The early period of the Bronze Age or Early Helladic period (3300-2100\2000 BC) is represented with exhibits from regions such as, Tirynth, Assini, Berbati, and Ancient Epidaurus. Representative of the period's pottery is also demonstrated through seals made of stone, clay or bronze, clay sealing-tops, bone-made tools, Early-Cycladic marble figurines, a clay made hearth from Berbati region. Among them, distinctive as well as unique boasts the Tirynth cooler.

Jugs, vessels and other artifices determine the Middle Helladic Period ( 2100\2000-1600 BC) from the settlements of Assini, "Pronoia" (settlement in Nafplio), Midea, Tirynth and Berbati of that period; one which was the herald, the precursor, the solid ground upon which the Mycenaean civilization would lay its foundation.

The administrative edifice of the great Mycenaean Palace is depicted through findings excavated in major centers, namely in that of Tirynth, Midea and Assini, each one under the influence of Mycenae. Distinction can be offered to worshipping tools and figurines, some of which are the impressive, paddle-steamer female figurines from both Tirynth and Midea as well as the great "Lord of Assini", Linear B signs, storage amphorae (urns), workshop remainders ( casts, moulds, semi or unprocessed precious stones, half-finished artifices) together with cylindrical seal-tops, a copper-made talent (coin), pieces out of amber, faience, alabaster; all indicative of the trading channel Mycenae seemed to relish.

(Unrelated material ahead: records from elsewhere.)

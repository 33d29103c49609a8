//! Product image checks and object naming

use thiserror::Error;
use uuid::Uuid;

/// File picked in the form, as reported by the browser
#[derive(Debug, Clone, PartialEq)]
pub struct ImageCandidate {
    pub name: String,
    pub size: u64,
    pub mime: String,
}

#[derive(Debug, Clone, Copy, PartialEq, Eq, Error)]
pub enum ImageRejection {
    #[error("请选择小于 {} 的图片", size_label(*max_bytes))]
    TooLarge { max_bytes: u64 },
    #[error("请选择图片文件")]
    NotAnImage,
}

impl ImageRejection {
    /// Notification title
    pub fn title(&self) -> &'static str {
        match self {
            ImageRejection::TooLarge { .. } => "图片过大",
            ImageRejection::NotAnImage => "文件格式不支持",
        }
    }
}

/// Byte limit as shown to the user: whole MB, otherwise KB
fn size_label(bytes: u64) -> String {
    const MB: u64 = 1024 * 1024;
    if bytes >= MB && bytes % MB == 0 {
        format!("{}MB", bytes / MB)
    } else {
        format!("{}KB", bytes.div_ceil(1024))
    }
}

/// Size is checked before type, like the picker does
pub fn check_image(candidate: &ImageCandidate, max_bytes: u64) -> Result<(), ImageRejection> {
    if candidate.size > max_bytes {
        return Err(ImageRejection::TooLarge { max_bytes });
    }
    if !candidate.mime.starts_with("image/") {
        return Err(ImageRejection::NotAnImage);
    }
    Ok(())
}

/// Storage path `{uuid}.{ext}`; the extension is whatever follows the last dot
pub fn object_path(file_name: &str, id: Uuid) -> String {
    let ext = file_name.rsplit('.').next().unwrap_or(file_name);
    format!("{}.{}", id, ext)
}

#[cfg(test)]
mod tests {
    use super::*;

    fn candidate(size: u64, mime: &str) -> ImageCandidate {
        ImageCandidate {
            name: "photo.png".into(),
            size,
            mime: mime.into(),
        }
    }

    #[test]
    fn test_limits() {
        let max = 5 * 1024 * 1024;
        assert_eq!(check_image(&candidate(max, "image/png"), max), Ok(()));
        assert_eq!(
            check_image(&candidate(max + 1, "image/png"), max),
            Err(ImageRejection::TooLarge { max_bytes: max })
        );
        assert_eq!(
            check_image(&candidate(10, "application/pdf"), max),
            Err(ImageRejection::NotAnImage)
        );
        assert_eq!(ImageRejection::TooLarge { max_bytes: max }.title(), "图片过大");
    }

    #[test]
    fn test_too_large_message_follows_configured_limit() {
        let rejection = ImageRejection::TooLarge { max_bytes: 5 * 1024 * 1024 };
        assert_eq!(rejection.to_string(), "请选择小于 5MB 的图片");
        let rejection = check_image(&candidate(3_000_000, "image/png"), 2 * 1024 * 1024);
        assert_eq!(
            rejection.map_err(|r| r.to_string()),
            Err("请选择小于 2MB 的图片".to_string())
        );
        let rejection = ImageRejection::TooLarge { max_bytes: 1_500 };
        assert_eq!(rejection.to_string(), "请选择小于 2KB 的图片");
    }

    #[test]
    fn test_object_path() {
        let id = Uuid::nil();
        assert_eq!(
            object_path("shelf.photo.JPG", id),
            "00000000-0000-0000-0000-000000000000.JPG"
        );
        assert_eq!(
            object_path("noext", id),
            "00000000-0000-0000-0000-000000000000.noext"
        );
    }
}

Following, traces and findings appear in the museum, originating from the chambers of the tombs of places such as "Church of Annunciation" in Nafplio, Assini region, Dendra village, Ancient Epidaurus place, as well as from the domed forehead of "Kazarmas". Stone, metal and clay vessels, ivory figurines, signets, jewels made of gold, semi-precious gems, amber, faience, glass, all enlightening to the burial practices, all pinpointing to the societal status quo and classism of the period. Amphorae-like craters (used to mix wine with water) are indeed eye-catching, painted with lifelike images of a chariot and a guitarist, and a longer jug, called "kalathos" or drinking-horn painted with a wild goat from the region of "Annunciation" in Nafplio town.

The museum's most exquisite piece of archaeological finds still remains to be the Bronze Suit Armor of Dendra region, exhibited in a specially designed area together with the rest of the breathtaking tools which were excavated such as, armor equipment belonging to the soldier dressed in that armor, bronze and clay jugs.

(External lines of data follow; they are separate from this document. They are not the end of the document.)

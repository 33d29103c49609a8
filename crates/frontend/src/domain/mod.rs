pub mod a001_product;
pub mod a002_supplier;
pub mod a003_category;
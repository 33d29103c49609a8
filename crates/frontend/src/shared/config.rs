//! Loading of `/config.toml`, served next to `index.html`

use contracts::shared::config::ClientConfig;
use gloo_net::http::Request;

pub const CONFIG_PATH: &str = "/config.toml";

/// Fetch and parse the client configuration.
///
/// A missing or invalid file falls back to the embedded default; an empty
/// backend URL means the page origin.
pub async fn load_config() -> ClientConfig {
    let config = match fetch_config_text().await {
        Ok(text) => match ClientConfig::from_toml(&text) {
            Ok(config) => {
                log::info!("loaded {}", CONFIG_PATH);
                config
            }
            Err(e) => {
                log::error!("invalid {}: {}", CONFIG_PATH, e);
                ClientConfig::embedded_default()
            }
        },
        Err(e) => {
            log::warn!("{} not available ({}), using defaults", CONFIG_PATH, e);
            ClientConfig::embedded_default()
        }
    };
    config.with_origin_fallback(&super::api_utils::page_origin())
}

async fn fetch_config_text() -> Result<String, String> {
    let response = Request::get(CONFIG_PATH)
        .send()
        .await
        .map_err(|e| format!("Failed to send request: {}", e))?;

    if !response.ok() {
        return Err(format!("HTTP {}", response.status()));
    }

    response
        .text()
        .await
        .map_err(|e| format!("Failed to read response: {}", e))
}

In the hall of the second floor presentation begins with the material remains of the Iron Age. Prominently holds the bronze helmet of the famous tomb Tiryns (11th century BC.).


Bronze Armor from the Mycenaean tomb
in Dendra region
End of 15th century BC

The Geometric or Homeric Era sketches itself through finds, burial tools from "Pronoia" zone, Nafplio, Tirynth, Assini and Berbati region. The horses and the horseman, perhaps of the most representative and finely designed work, does credit to the heroic aura of the time, while ceremonial drawings of dances, birds and animals compose the full picture drawn, to allow visitors to completely realize the Homeric years.

Worshipping and ritualistic practices of the time are greatly presented through findings in Tirynth. The goddess Hera and the goddess Athena seem to be adulated here. Tribute is being paid to the former through throne-set deities, a shield-bearer horse rider, micrographic vessels, flowers, seeds and wreaths. To the latter, rituals included bronze helmet and tibia covering effigies-models, as well as parts of craters of the 5th century BC, with dedicatory signs to the goddess. Attracted will the eye be by the clay-made donated shields depicting mythological settings as well as the 7th century BC clay-made ritualistic masquerades, found in a place called "Vothros" of Tiryns (or Tirynth) and the copper-made "Kouros" from the region of "Kefalari" outside Argos (560-540 BC).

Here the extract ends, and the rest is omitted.